2005 updates: We are indebted to the Quaker Council for European Affairs for updates to (and in some cases, new entries for) 47 European countries.
In the post-primitive period, a new concept, a country with a government, emerged and the formation of the military became a 'necessity' for rulers to maintain their power and to look after the security of the country. By and large, service in the military became an obligation for citizenship. Every citizen was expected to keep himself prepared to serve in the armed forces whenever considered necessary by the national government.
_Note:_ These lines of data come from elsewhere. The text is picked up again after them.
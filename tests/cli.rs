use std::fs;
use std::path::Path;

use assert_cmd::Command;
use predicates::prelude::*;
use predicates::str::contains;
use tempfile::TempDir;

fn pocket(base: &Path) -> Command {
    let mut cmd = Command::cargo_bin("pocket").unwrap();
    cmd.env("POCKET_LEDGER_DATA_DIR", base).env_remove("RUST_LOG");
    cmd
}

fn period_file(base: &Path, period: &str) -> std::path::PathBuf {
    base.join("data").join(format!("{}.csv", period))
}

#[test]
fn add_records_and_warns_without_blocking() {
    let tmp = TempDir::new().unwrap();

    pocket(tmp.path())
        .args(["add", "享樂", "2999", "concert", "--date", "2026-01-10"])
        .assert()
        .success()
        .stdout(contains("Recorded: 2026-01-10 [享樂 (Wants)] concert 2999"))
        .stdout(contains("Warning").not());

    pocket(tmp.path())
        .args(["add", "享樂", "2", "popcorn", "--date", "2026-01-11", "-p", "card"])
        .assert()
        .success()
        .stdout(contains("⚠ Warning: '享樂 (Wants)' over budget: 3001 of 3000 (1 over)"));

    let table = fs::read_to_string(period_file(tmp.path(), "2026-01")).unwrap();
    let lines: Vec<&str> = table.lines().collect();
    assert_eq!(lines[0], "日期,類別,細項說明,金額,支付方式,備註");
    assert_eq!(lines.len(), 3);
    assert!(lines[2].starts_with("2026/01/11,享樂 (Wants),popcorn,2,信用卡"));
}

#[test]
fn check_previews_without_writing() {
    let tmp = TempDir::new().unwrap();

    pocket(tmp.path())
        .args(["check", "生存", "6001", "--period", "2026-02"])
        .assert()
        .success()
        .stdout(contains("'生存 (Needs)' over budget"));

    pocket(tmp.path())
        .args(["check", "生存", "6000", "--period", "2026-02"])
        .assert()
        .success()
        .stdout(contains("stays within budget"));

    assert!(!period_file(tmp.path(), "2026-02").exists());
}

#[test]
fn income_raises_the_exported_budget() {
    let tmp = TempDir::new().unwrap();

    for (category, amount, description) in [("收入", "5000", "salary"), ("享樂", "2000", "trip")] {
        pocket(tmp.path())
            .args(["add", category, amount, description, "--date", "2026-03-05"])
            .assert()
            .success();
    }

    let output = pocket(tmp.path())
        .args(["export", "--period", "2026-03", "--format", "json"])
        .output()
        .unwrap();
    assert!(output.status.success());

    let json: serde_json::Value = serde_json::from_slice(&output.stdout).unwrap();
    assert_eq!(json["period"], "2026-03");
    assert_eq!(json["summary"]["total_income"], 5000);
    assert_eq!(json["summary"]["dynamic_budget"], 15000);
    assert_eq!(json["summary"]["total_expense"], 2000);
    assert_eq!(json["summary"]["remaining_total"], 13000);
    assert_eq!(json["summary"]["warnings"].as_array().unwrap().len(), 0);
}

#[test]
fn unknown_category_is_recorded_with_a_note() {
    let tmp = TempDir::new().unwrap();

    pocket(tmp.path())
        .args(["add", "雜項", "50", "gift", "--date", "2026-01-02"])
        .assert()
        .success()
        .stdout(contains("'雜項' is not a configured category"));

    pocket(tmp.path())
        .args(["dashboard", "--period", "2026-01"])
        .assert()
        .success()
        .stdout(contains("Budget for January 2026"))
        .stdout(contains("unconfigured categories"));
}

#[test]
fn invalid_input_is_rejected() {
    let tmp = TempDir::new().unwrap();

    pocket(tmp.path())
        .args(["add", "生存", "abc", "lunch"])
        .assert()
        .failure()
        .stderr(contains("Invalid amount"));

    pocket(tmp.path())
        .args(["add", "生存", "120", ""])
        .assert()
        .failure()
        .stderr(contains("Validation error"));

    pocket(tmp.path())
        .args(["add", "生存", "0.5", "gum"])
        .assert()
        .failure()
        .stderr(contains("Validation error"));

    assert!(fs::read_dir(tmp.path().join("data")).unwrap().next().is_none());
}

#[test]
fn malformed_rows_are_tolerated() {
    let tmp = TempDir::new().unwrap();
    fs::create_dir_all(tmp.path().join("data")).unwrap();
    fs::write(
        period_file(tmp.path(), "2026-04"),
        "日期,類別,細項說明,金額,支付方式,備註\n\
         2026/04/01,生存 (Needs),rent,abc,現金,\n\
         2026/04/02,生存 (Needs),food,300,現金,\n\
         not-a-date,生存 (Needs),junk,10,現金,\n",
    )
    .unwrap();

    pocket(tmp.path())
        .args(["dashboard", "--period", "2026-04"])
        .assert()
        .success()
        .stdout(contains("$300 / $6000"))
        .stdout(contains("1 row(s) with an unreadable amount"));

    pocket(tmp.path())
        .args(["list", "--period", "2026-04"])
        .assert()
        .success()
        .stdout(contains("?abc"))
        .stdout(contains("junk").not());
}

#[test]
fn store_failure_is_reported_as_retryable() {
    let tmp = TempDir::new().unwrap();
    fs::write(tmp.path().join("data"), "not a directory").unwrap();

    pocket(tmp.path())
        .args(["dashboard"])
        .assert()
        .failure()
        .stderr(contains("please try again"));
}

#[test]
fn periods_init_and_config() {
    let tmp = TempDir::new().unwrap();

    pocket(tmp.path())
        .arg("periods")
        .assert()
        .success()
        .stdout(contains("No periods recorded yet."));

    pocket(tmp.path())
        .args(["add", "生存", "100", "bus", "--date", "2024-12-31"])
        .assert()
        .success();
    pocket(tmp.path())
        .args(["add", "生存", "100", "bus", "--date", "2025-01-01"])
        .assert()
        .success();

    pocket(tmp.path())
        .arg("periods")
        .assert()
        .success()
        .stdout(contains("2024-12\n2025-01\n"));

    pocket(tmp.path())
        .arg("init")
        .assert()
        .success()
        .stdout(contains("Initialization complete!"));
    assert!(tmp.path().join("config.json").exists());

    pocket(tmp.path())
        .arg("config")
        .assert()
        .success()
        .stdout(contains("Base budget:     $10000"))
        .stdout(contains("收入 (Income)"));
}

#[test]
fn invalid_settings_file_fails_loudly() {
    let tmp = TempDir::new().unwrap();
    fs::write(
        tmp.path().join("config.json"),
        r#"{"budget": {"category_limits": [{"category": "A", "limit": 5}, {"category": "A", "limit": 6}]}}"#,
    )
    .unwrap();

    pocket(tmp.path())
        .arg("dashboard")
        .assert()
        .failure()
        .stderr(contains("configured twice"));
}

#[test]
fn init_keeps_an_existing_settings_file() {
    let tmp = TempDir::new().unwrap();
    let config = tmp.path().join("config.json");
    let hand_written = r#"{"currency_symbol": "NT$", "theme": "dark"}"#;
    fs::write(&config, hand_written).unwrap();

    pocket(tmp.path())
        .arg("init")
        .assert()
        .success()
        .stdout(contains("Settings already present; kept as they were."))
        .stdout(contains("Initialization complete!").not());

    assert_eq!(fs::read_to_string(&config).unwrap(), hand_written);
    assert!(tmp.path().join("data").is_dir());
}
In the meantime some enlightened people began to realise that there were other values that were much more important than the unquestioned 'duty to defend one's motherland'. These leaders - prophets - said: universal unity, of which human unity is an integral part, is the highest value to be aimed at. Some of these leaders courageously pronounced mantras, such as 'thou shalt not kill', and 'ahimsa permo dharma' (nonviolence is the highest religion). Many of their disciples and followers refused to take up arms and to obey orders that had anything to do with the killing of fellow human beings. An anti-militarist approach was developed by many Christian sects. People started refusing to join armies. The emperor Ashoka gave up waging wars when he realised how many human lives his last battle had destroyed and the suffering it had caused to the innocent population.
As a consequence, believers in this philosophy suffered severe punishments including death, for disobeying the state's orders to handle lethal weapons and join the armed forces. It is impossible for anyone to guess how many thousands or hundreds of thousands of men and women, particularly men, must have suffered severe hardships, many among them death sentences, because they chose to follow the dictate of their own conscience: not to kill fellow human beings.
The other side of the picture showed how destructive and inhuman the institution of war had become. The number of soldiers needed to build up the military might of the rulers increased. With the growing awareness of the destructivity of militarism, the number of conscientious objectors (COs) to military service also went up.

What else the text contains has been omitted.